Wednesday, February 09, 2000

Our kids deserve food that's safe

The Cincinnati Enquirer

        I ate my first Gold Kist chicken nugget this week and lived to tell about it. But I worried about the school kids who make a steady diet of these chewy morsels, and wondered who's really looking out for them.

        Gold Kist is the Atlanta-based food processor under fire for allegedly putting diseased chunks of fowl into its chicken nuggets and selling them to schools in 31 states, including Ohio, Kentucky and Indiana.

        My chicken nuggets were Monday's lunchroom entree at Waycross Elementary in the Winton Woods City Schools district. To my adult palate, the nuggets were loaded with bits of white meat but had the consistency of chicken-flavored, art-gum erasers.

        The kids I saw in Waycross' cafeteria loved the nuggets. They wolfed them down, blissfully oblivious to a federal food safety inspector's claim that the nuggets contained chicken skin with “sores and bruises and things on it.”

        Connie Bauer, supervising cook for Waycross and four other elementary schools, told me “nuggets are the kids' second-favorite meal, next to pizza.” On pizza days, she sells 400 lunches at Waycross. On nugget days, it's 380, or 80 meals above the school's average.

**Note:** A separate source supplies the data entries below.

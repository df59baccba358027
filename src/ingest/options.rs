use serde::{Deserialize, Serialize};
use std::collections::BTreeMap;

use crate::error::ConfigError;

pub const OPTION_FPS: &str = "fps";
pub const OPTION_WIDTH: &str = "width";
pub const OPTION_HEIGHT: &str = "height";
/// Synthetic devices only: end the stream after this many frames.
pub const OPTION_FRAMES: &str = "frames";

/// Key/value capture settings applied to a device when it is opened
/// (e.g. `fps = 15`). Devices apply what they understand and warn about the rest.
#[derive(Clone, Debug, Default, PartialEq, Serialize, Deserialize)]
#[serde(transparent)]
pub struct CaptureOptions {
    values: BTreeMap<String, f64>,
}

impl CaptureOptions {
    pub fn new() -> Self {
        Self::default()
    }

    pub fn with(mut self, key: &str, value: f64) -> Self {
        self.set(key, value);
        self
    }

    pub fn set(&mut self, key: &str, value: f64) {
        self.values.insert(key.to_string(), value);
    }

    pub fn get(&self, key: &str) -> Option<f64> {
        self.values.get(key).copied()
    }

    pub fn iter(&self) -> impl Iterator<Item = (&str, f64)> {
        self.values.iter().map(|(k, v)| (k.as_str(), *v))
    }

    pub fn is_empty(&self) -> bool {
        self.values.is_empty()
    }

    pub fn fps(&self) -> Result<Option<u32>, ConfigError> {
        self.positive_integer(OPTION_FPS)
            .map(|v| v.map(|fps| fps.min(u32::MAX as u64) as u32))
    }

    pub fn width(&self) -> Result<Option<u32>, ConfigError> {
        self.positive_integer(OPTION_WIDTH)
            .map(|v| v.map(|w| w.min(u32::MAX as u64) as u32))
    }

    pub fn height(&self) -> Result<Option<u32>, ConfigError> {
        self.positive_integer(OPTION_HEIGHT)
            .map(|v| v.map(|h| h.min(u32::MAX as u64) as u32))
    }

    pub fn frames(&self) -> Result<Option<u64>, ConfigError> {
        self.positive_integer(OPTION_FRAMES)
    }

    /// Log every key not in `known`. Returns the ignored keys.
    pub fn warn_unsupported(&self, device: &str, known: &[&str]) -> Vec<String> {
        let ignored: Vec<String> = self
            .values
            .keys()
            .filter(|key| !known.contains(&key.as_str()))
            .cloned()
            .collect();
        for key in &ignored {
            log::warn!("{}: ignoring unsupported capture option {:?}", device, key);
        }
        ignored
    }

    fn positive_integer(&self, key: &str) -> Result<Option<u64>, ConfigError> {
        let Some(value) = self.get(key) else {
            return Ok(None);
        };
        if !value.is_finite() || value < 1.0 || value.fract() != 0.0 {
            return Err(ConfigError::InvalidOption {
                key: key.to_string(),
                value,
            });
        }
        Ok(Some(value as u64))
    }
}
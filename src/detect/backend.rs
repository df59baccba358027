use anyhow::Result;

use super::result::Detection;
use crate::frame::Frame;

/// Detector backend trait.
///
/// Implementations treat the frame as read-only. An error is not fatal to the
/// caller; the pipeline treats it as a frame with no detections.
pub trait DetectorBackend: Send {
    /// Backend identifier.
    fn name(&self) -> &'static str;

    /// Run detection on a frame.
    fn detect(&mut self, frame: &Frame) -> Result<Vec<Detection>>;

    /// Optional warm-up hook.
    fn warm_up(&mut self) -> Result<()> {
        Ok(())
    }
}

impl<B: DetectorBackend + ?Sized> DetectorBackend for Box<B> {
    fn name(&self) -> &'static str {
        (**self).name()
    }

    fn detect(&mut self, frame: &Frame) -> Result<Vec<Detection>> {
        (**self).detect(frame)
    }

    fn warm_up(&mut self) -> Result<()> {
        (**self).warm_up()
    }
}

        The cook has heard no complaints from her customers about the nuggets. The nuggets have not been linked to any outbreak of food poisoning. Not at Waycross. Not in any of the 31 states where they are served in schools.

        Still, the cook is not taking any chances. She's pulling the nuggets from the lunch-time lineup. “They're on the shelf until we find out what's going on.”

Henhouse guard
        As I walked through the brightly lit cafeteria and saw kids gobbling down their nuggets, I still wondered about the safety of the food they were eating.

        To find out, I talked with a number of dietitians, nutritionists, cooks and butchers. The most impassioned was Leslie Edwards. He's a retired meat inspector with 27 years of experience, three with the federal government, 24 with the state of Ohio.

        Based on what he's read about diseased chicken parts becoming nuggets, Leslie Edwards thinks they are not wholesome enough for our children. “I would not eat them,” he said.

        The retired inspector termed the claims against Gold Kist's chicken nuggets “a sign of a system being totally out of control.”

        He blamed the inspectors, the company and the federal government “for not maintaining quality standards.” He also took issue with the Department of Agriculture for implementing a program at Gold Kist in which the company conducted its own food inspections.

        “There's no accountability in that plan,” he said. “It's like letting the fox watch over the henhouse.”

        Leslie Edwards says inspectors must be especially vigilant overseeing the making of chicken nuggets. “You grind things to make nuggets. People with no integrity will be tempted to throw in all sorts of things to be ground up. A grinder can hide lots of sins.”

Call the schools
        Chicken nuggets are a government commodity food sold to schools at reduced prices. “Schools need this food,” said the retired inspector. “They are trying to make ends meet. They can't pay much. The company processing the food wants to make money. An inspector must be alert for the company trying to cheapen the product.”

        He reserved his compassion for the people dining on nuggets.

        “School kids eat these things. They're a captive group. They can't get up from the table and say: "We're not eating this. We're not buying this.'”

        But parents and school officials can.

        Connie Bauer's decision to stop serving the nuggets until further notice pleased the retired inspector.

        “Good move,” he said. “But it's only the beginning. Objections to this must go all the way up the ladder.”

        I agree. People like us, at the bottom of the ladder, must start pushing.

        Parents should call the schools. Officials at the schools should call state and federal employees in charge of the government commodities food program.

        Their message should be delivered in one voice: This food is unacceptable. Take it back. Refund our money. Come up with an alternative using higher standards. Our children deserve better.

        We care deeply about what children are taught in school, what goes into their heads. Looks like we will have to tap into that same concern over what goes into their stomachs.